Saved data entries

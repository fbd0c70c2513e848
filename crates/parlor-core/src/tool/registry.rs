//! Capability registry: register, look up, and execute capabilities.

use std::collections::HashMap;
use std::sync::Arc;

use tracing::debug;

use parlor_types::tool::{ToolDefinition, ToolError, ToolOutput};

use super::{Tool, ToolDyn};

/// Registry of capabilities handed to the relay engine.
///
/// Capabilities are stored as type-erased [`ToolDyn`] trait objects.
/// The registry only resolves and executes; invocation *timing* is the
/// remote model's decision, relayed by the engine.
#[derive(Default)]
pub struct ToolRegistry {
    tools: HashMap<String, Arc<dyn ToolDyn>>,
}

impl ToolRegistry {
    /// Create an empty registry.
    pub fn new() -> Self {
        Self {
            tools: HashMap::new(),
        }
    }

    /// Register a strongly-typed capability (auto-erased to `ToolDyn`).
    pub fn register<T: Tool + 'static>(&mut self, tool: T) {
        self.tools.insert(T::NAME.to_string(), Arc::new(tool));
    }

    /// Register a pre-erased capability.
    pub fn register_dyn(&mut self, tool: Arc<dyn ToolDyn>) {
        self.tools.insert(tool.name().to_string(), tool);
    }

    /// Look up a capability by name.
    pub fn get(&self, name: &str) -> Option<Arc<dyn ToolDyn>> {
        self.tools.get(name).cloned()
    }

    /// Number of registered capabilities.
    pub fn len(&self) -> usize {
        self.tools.len()
    }

    /// True when no capabilities are registered.
    pub fn is_empty(&self) -> bool {
        self.tools.is_empty()
    }

    /// Definitions for all registered capabilities, sorted by name so
    /// the advertised order is stable across runs.
    pub fn definitions(&self) -> Vec<ToolDefinition> {
        let mut defs: Vec<ToolDefinition> = self.tools.values().map(|t| t.definition()).collect();
        defs.sort_by(|a, b| a.name.cmp(&b.name));
        defs
    }

    /// Execute a capability by name.
    pub async fn execute(
        &self,
        name: &str,
        input: serde_json::Value,
    ) -> Result<ToolOutput, ToolError> {
        let tool = self
            .tools
            .get(name)
            .ok_or_else(|| ToolError::NotFound(name.to_string()))?;

        debug!(capability = name, "executing capability");
        tool.call_dyn(input).await
    }
}

#[cfg(test)]
mod tests {
    use super::*;
    use schemars::JsonSchema;
    use serde::Deserialize;

    #[derive(Debug, Deserialize, JsonSchema)]
    struct EchoArgs {
        text: String,
    }

    struct EchoTool;

    impl Tool for EchoTool {
        const NAME: &'static str = "echo";
        type Args = EchoArgs;
        type Output = String;

        fn description(&self) -> &str {
            "Echo the input text back"
        }

        async fn call(&self, args: EchoArgs) -> Result<String, ToolError> {
            Ok(args.text)
        }
    }

    #[tokio::test]
    async fn test_register_and_execute() {
        let mut registry = ToolRegistry::new();
        registry.register(EchoTool);

        let out = registry
            .execute("echo", serde_json::json!({"text": "hi"}))
            .await
            .unwrap();
        assert_eq!(out.text, "hi");
    }

    #[tokio::test]
    async fn test_unknown_capability() {
        let registry = ToolRegistry::new();
        let err = registry
            .execute("missing", serde_json::json!({}))
            .await
            .unwrap_err();
        assert!(matches!(err, ToolError::NotFound(_)));
    }

    #[tokio::test]
    async fn test_invalid_input_is_reported() {
        let mut registry = ToolRegistry::new();
        registry.register(EchoTool);

        let err = registry
            .execute("echo", serde_json::json!({"wrong": 1}))
            .await
            .unwrap_err();
        assert!(matches!(err, ToolError::InvalidInput(_)));
    }

    #[test]
    fn test_definitions_are_sorted() {
        #[derive(Debug, Deserialize, JsonSchema)]
        struct NoArgs {}

        struct ZTool;
        impl Tool for ZTool {
            const NAME: &'static str = "z_last";
            type Args = NoArgs;
            type Output = String;
            fn description(&self) -> &str {
                "z"
            }
            async fn call(&self, _args: NoArgs) -> Result<String, ToolError> {
                Ok("z".to_string())
            }
        }

        let mut registry = ToolRegistry::new();
        registry.register(ZTool);
        registry.register(EchoTool);

        let defs = registry.definitions();
        assert_eq!(defs.len(), 2);
        assert_eq!(defs[0].name, "echo");
        assert_eq!(defs[1].name, "z_last");
    }
}
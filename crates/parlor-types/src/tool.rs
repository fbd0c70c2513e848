//! Capability (tool) definition types.
//!
//! A capability is a named callable exposed to the remote model. The
//! model decides when to invoke one during generation; the relay engine
//! executes it and feeds the result back. Definitions carry a JSON
//! Schema for the input so the provider can advertise the signature.

use serde::{Deserialize, Serialize};

/// Definition of a capability: name, human description, and the JSON
/// Schema of its input object.
#[derive(Debug, Clone, Serialize, Deserialize)]
pub struct ToolDefinition {
    pub name: String,
    pub description: String,
    pub input_schema: serde_json::Value,
}

/// Output of a capability execution.
///
/// `text` is what goes back to the model as the tool result message;
/// `structured` preserves the typed output for logging and tests.
#[derive(Debug, Clone, Serialize, Deserialize)]
pub struct ToolOutput {
    pub text: String,
    #[serde(skip_serializing_if = "Option::is_none")]
    pub structured: Option<serde_json::Value>,
}

impl ToolOutput {
    pub fn text(text: impl Into<String>) -> Self {
        Self {
            text: text.into(),
            structured: None,
        }
    }
}

/// Errors from capability execution.
#[derive(Debug, thiserror::Error)]
pub enum ToolError {
    #[error("unknown capability: '{0}'")]
    NotFound(String),

    #[error("invalid capability input: {0}")]
    InvalidInput(String),

    #[error("capability execution failed: {0}")]
    ExecutionFailed(String),
}
use thiserror::Error;

/// Errors raised while loading or validating configuration.
///
/// All of these are fatal at startup: the session never begins and no
/// remote call is issued.
#[derive(Debug, Error)]
pub enum ConfigError {
    #[error("credentials not found; missing configuration keys: {}", .0.join(", "))]
    MissingKeys(Vec<String>),

    #[error("failed to parse configuration: {0}")]
    Parse(String),

    #[error("failed to read configuration file: {0}")]
    Io(String),
}

/// Errors from secret resolution.
///
/// Secret failures are fatal at startup, the same tier as missing
/// configuration.
#[derive(Debug, Error)]
pub enum SecretError {
    #[error("secret '{0}' not found")]
    NotFound(String),

    #[error("vault authentication failed")]
    AuthenticationFailed,

    #[error("vault error: {0}")]
    Vault(String),
}

/// Errors from memory store operations.
#[derive(Debug, Error)]
pub enum MemoryError {
    #[error("embedding error: {0}")]
    Embedding(String),

    #[error("search error: {0}")]
    Search(String),

    #[error("memory backend unavailable: {0}")]
    Unavailable(String),
}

**Task requirements**
Show me every line of the entries above that holds "executes".

**Solution to this exercise**
/// The registry only resolves and executes; invocation *timing* is the
//! executes it and feeds the result back. Definitions carry a JSON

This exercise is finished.